盡力地表達一些這個工作上看到的問題,但在這種場合的演出,台下的沈寂總是多於熱烈。

有些夥伴說,這是因為大家對於這樣突然的刺激,有點措手不及;但另一個角度,遇到這些問題也只有無能為力,體制不變,問題就存在。提起來不舒服,那麼,就算了吧。於是在這種蠢蠢欲動的欲提欲放,安全距離的繼續觀望,有時感覺自己很像小丑,演完一場自溺熱烈的戲之後一切好像什麼都沒發生過。

不同的場次有不同的感覺,有的時候遇到頻率相投的場合,隨之而來是一股充滿力量的前進動力,好像可以一起改變什麼。有趣的現象是,除了這種必修型的社區專業人員課程外,都有比較好的團體動力,不論是學校分享、精神科內分享(通常是在醫院中,包含該院精神科的各專業)、社區專管員訓練分享、面對一般大眾的分享等,大家都會有滿熱烈的互動(最最熱烈不意外的是面對患者本身的分享)。這樣的結果並非專業人員群體的共鳴較少,而是在課程進行當下,經常有種凝結的狀態,不論是非常投入,亦或是有很多想法但沒有表達,總而言之這樣的場合給我一種很像過去在高中時期的上課狀態,空氣幾近凝結。但持續接了幾場類似這樣的場合,是因為這些專業人員都是影響治療關係與品質的關鍵人物,即使我只是個小蘿蔔頭,還是很想趁這個時間跟這些群體有些互動。但不免讓人失落的,這種場合的互動回饋總是相當少。

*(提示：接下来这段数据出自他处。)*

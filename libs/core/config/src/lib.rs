pub mod server;
pub mod tracing;

use std::env;
use thiserror::Error;

/// Failure while reading configuration from the environment
#[derive(Error, Debug)]
pub enum ConfigError {
    #[error("Failed to parse environment variable '{key}': {details}")]
    ParseError { key: String, details: String },
}

/// Deployment mode, selected by `APP_ENV`. Anything other than
/// `production` (any case) is development.
#[derive(Clone, Debug, PartialEq, Eq)]
pub enum Environment {
    Development,
    Production,
}

impl Environment {
    pub fn from_env() -> Self {
        let app_env = env::var("APP_ENV").unwrap_or_else(|_| "development".to_string());

        if app_env.eq_ignore_ascii_case("production") {
            Environment::Production
        } else {
            Environment::Development
        }
    }

    pub fn is_production(&self) -> bool {
        matches!(self, Environment::Production)
    }
}

/// Static application identity reported by health endpoints and startup logs
#[derive(Clone, Copy, Debug, PartialEq, Eq)]
pub struct AppInfo {
    pub name: &'static str,
    pub version: &'static str,
}

/// Build an [`AppInfo`] from the calling crate's package metadata.
#[macro_export]
macro_rules! app_info {
    () => {
        $crate::AppInfo {
            name: env!("CARGO_PKG_NAME"),
            version: env!("CARGO_PKG_VERSION"),
        }
    };
}

/// Configuration sections that load themselves from environment variables
pub trait FromEnv: Sized {
    fn from_env() -> Result<Self, ConfigError>;
}

/// Value of `key`, or `default` when unset
pub fn env_or_default(key: &str, default: &str) -> String {
    env::var(key).unwrap_or_else(|_| default.to_string())
}

/// Load an environment variable, treating unset and empty values alike
pub fn env_optional(key: &str) -> Option<String> {
    env::var(key).ok().filter(|value| !value.is_empty())
}

#[cfg(test)]
mod tests {
    use super::*;

    #[test]
    fn test_environment_defaults_to_development() {
        temp_env::with_var_unset("APP_ENV", || {
            let env = Environment::from_env();
            assert_eq!(env, Environment::Development);
            assert!(!env.is_production());
        });
    }

    #[test]
    fn test_environment_production_case_insensitive() {
        temp_env::with_var("APP_ENV", Some("PRODUCTION"), || {
            assert_eq!(Environment::from_env(), Environment::Production);
        });

        temp_env::with_var("APP_ENV", Some("Production"), || {
            assert!(Environment::from_env().is_production());
        });
    }

    #[test]
    fn test_environment_unknown_defaults_to_development() {
        temp_env::with_var("APP_ENV", Some("staging"), || {
            assert_eq!(Environment::from_env(), Environment::Development);
        });
    }

    #[test]
    fn test_env_or_default() {
        temp_env::with_var("TEST_VAR", Some("test_value"), || {
            assert_eq!(env_or_default("TEST_VAR", "default"), "test_value");
        });
        temp_env::with_var_unset("MISSING_VAR", || {
            assert_eq!(env_or_default("MISSING_VAR", "default_value"), "default_value");
        });
    }

    #[test]
    fn test_env_optional_treats_empty_as_unset() {
        temp_env::with_var("OPTIONAL_VAR", Some(""), || {
            assert_eq!(env_optional("OPTIONAL_VAR"), None);
        });
        temp_env::with_var("OPTIONAL_VAR", Some("secret"), || {
            assert_eq!(env_optional("OPTIONAL_VAR").as_deref(), Some("secret"));
        });
    }

    #[test]
    fn test_app_info_macro_uses_package_metadata() {
        let info = app_info!();
        assert_eq!(info.name, "core_config");
        assert_eq!(info.version, env!("CARGO_PKG_VERSION"));
    }
}
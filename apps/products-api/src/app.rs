//! Router assembly

use axum::Router;

use crate::api;
use crate::openapi::ApiDoc;
use crate::state::AppState;

/// Full application router: `/`, `/health`, `/api/...`, OpenAPI document,
/// 404 fallback, and the shared middleware stack.
pub fn build_router(state: &AppState) -> Router {
    axum_helpers::create_router::<ApiDoc>(api::routes(state), api::root_routes(state))
}
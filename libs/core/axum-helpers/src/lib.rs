//! # Axum Helpers
//!
//! A collection of utilities, middleware, and helpers for building Axum web applications.
//!
//! ## Modules
//!
//! - **[`pipeline`]**: Ordered, short-circuiting guard chains
//! - **[`auth`]**: Shared-secret API key guard
//! - **[`server`]**: Router assembly, health check, graceful shutdown
//! - **[`http`]**: HTTP middleware (request logging, security headers)
//! - **[`errors`]**: Error taxonomy and the structured error responder
//! - **[`extractors`]**: Custom extractors (path, query, validated JSON)
//!
//! ## Quick Start
//!
//! ```ignore
//! use axum::Router;
//! use axum_helpers::server::{create_app, create_router};
//! use core_config::server::ServerConfig;
//! use utoipa::OpenApi;
//!
//! #[derive(OpenApi)]
//! #[openapi(paths())]
//! struct ApiDoc;
//!
//! #[tokio::main]
//! async fn main() -> Result<(), Box<dyn std::error::Error>> {
//!     let router = create_router::<ApiDoc>(Router::new(), Router::new());
//!     create_app(router, &ServerConfig::default()).await?;
//!     Ok(())
//! }
//! ```

// Domain modules
pub mod auth;
pub mod errors;
pub mod extractors;
pub mod http;
pub mod pipeline;
pub mod server;

// Re-export auth types
pub use auth::{API_KEY_HEADER, ApiKeyConfig, ApiKeyGuard};

// Re-export pipeline types
pub use pipeline::{Guard, GuardPipeline, GuardRequest, Outcome, guard_middleware};

// Re-export server types
pub use server::{HealthResponse, create_app, create_router, health_router, shutdown_signal};

// Re-export HTTP middleware
pub use http::{request_logger, security_headers};

// Re-export error types
pub use errors::{AppError, ErrorCode, ErrorResponse};

// Re-export extractors
pub use extractors::{PathParam, QueryPairs, ValidatedJson};
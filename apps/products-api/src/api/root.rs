//! Landing page

use axum::{routing::get, Router};

pub const WELCOME: &str = "Welcome to the Product API! Go to /api/products to see all products.";

async fn welcome() -> &'static str {
    WELCOME
}

pub fn router() -> Router {
    Router::new().route("/", get(welcome))
}
//! OpenAPI documentation configuration

use utoipa::OpenApi;

/// Combined OpenAPI documentation for Products API
#[derive(OpenApi)]
#[openapi(
    info(
        title = "Products API",
        version = "0.1.0",
        description = "In-memory product catalog with filtering, search, pagination and statistics. \
                       Write operations require the `x-api-key` header.",
        license(name = "MIT")
    ),
    servers(
        (url = "http://localhost:3000", description = "Local development server")
    ),
    nest(
        (path = "/api/products", api = domain_products::ApiDoc)
    ),
    tags(
        (name = "Products", description = "Product catalog endpoints")
    )
)]
pub struct ApiDoc;
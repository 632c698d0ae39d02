//! Application state management

use domain_products::{seed_products, InMemoryProductRepository};

use crate::config::Config;

/// Shared application state
#[derive(Clone, Debug)]
pub struct AppState {
    pub config: Config,
    pub products: InMemoryProductRepository,
}

impl AppState {
    /// State with the catalog seeded with its starting products.
    pub fn seeded(config: Config) -> Self {
        Self {
            config,
            products: InMemoryProductRepository::with_products(seed_products()),
        }
    }
}
use axum::{extract::Request, middleware::Next, response::Response};
use chrono::{SecondsFormat, Utc};

/// Middleware that logs every request before it reaches routing.
///
/// Emits one `info` event with an RFC 3339 timestamp, the method, and the
/// request target (path plus query). The response is passed through untouched.
pub async fn request_logger(request: Request, next: Next) -> Response {
    let timestamp = Utc::now().to_rfc3339_opts(SecondsFormat::Millis, true);
    let method = request.method().clone();
    let target = request
        .uri()
        .path_and_query()
        .map(|pq| pq.as_str().to_string())
        .unwrap_or_else(|| request.uri().path().to_string());

    tracing::info!(
        timestamp = %timestamp,
        method = %method,
        path = %target,
        "[{}] {} {}",
        timestamp,
        method,
        target
    );

    next.run(request).await
}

曾經嘗試分析原因,到底是課程的關係,人的關係,時間的關係,場合的關係,還是自己的問題。如果只是粗糙的歸納,很容易發現被列為必修課的時候,參與者又都是資深專業人員,然後團體過大(超過50人),團體就難以產生動能。可能是我資歷太淺顯得很沒說服力,可能是太過長時間的必修課給人無聊的刻板印象,也可能是這個群體裡收藏著競爭、自我保護、快快把課程結束的心態。所以我告訴自己,沒有回應沒關係。以上的歸因至少可以扶持一下寂靜的失落。但心底總還是期待大家對於精神醫療所面臨的各種問題「有。感。覺」,然後一起想辦法走下一步。

演講完的隔天,藉機參訪了位在桃園的兩家機構,蜂巢社區復健中心康新康復之家。這兩家機構的創辦人都有明確的理念,把想法化成作為,秉持著這些開辦社區復健機構的初衷,盡量努力讓患者回歸社會,從疾病狀態,推到獨立生活狀態。這聽起來很基本,但幾乎沒有機構願意這麼做,多數都想著如何把自己的患者乖乖地留在機構中,以維持機構穩定的收入來源。這種不約而同的地下心態,正是許多社區復健問題的根源。什麼盡力把患者往社會推去,盡力去結案,甚至會主動把自己的患者轉到其他同質性的機構,以提供更多元的環境刺激,聽在許多業者耳裡簡直是天方夜譚。但如果機構本身認真經營,提供良好的生活品質,即使今天盡力結案,也會有許多新案把該機構當首選。這樣的循環不是很好嗎?

所以說醫療品質不佳是體制的問題嗎?這不是唯一的理由,心態更是一切根源。

至於藥物對於精神醫療本身的關係,爭議性就比較大了。有人說,生病了怎麼可以不吃藥?有人說,吃藥就是另類中毒,知不知道?對於這點,除了是與非,是否有更多的討論空間。不完全排除吃藥,但是同時也給予更多元的治療選擇。以往,我所經過的教育與工作都理所當然的告訴我,必須要叮嚀患者吃藥。直到一天有位前輩告訴我,他所工作的機構中,患者藥物都是自行保管,他們可以選擇不吃,但是專業人員提供的是一個輔導的角色,告訴他服藥與不服藥兩種狀況的可能結果,然後讓患者理解如何為自己的每個選擇負責。專業者脫離一個集權的角色,不再認同或規定病人一定要吃藥。我很好奇,現今有多少人可以接受這樣的專業角色。

體制改變,建立在每個人的共同認知上。如果願意,我們還可以一起學習好多好多。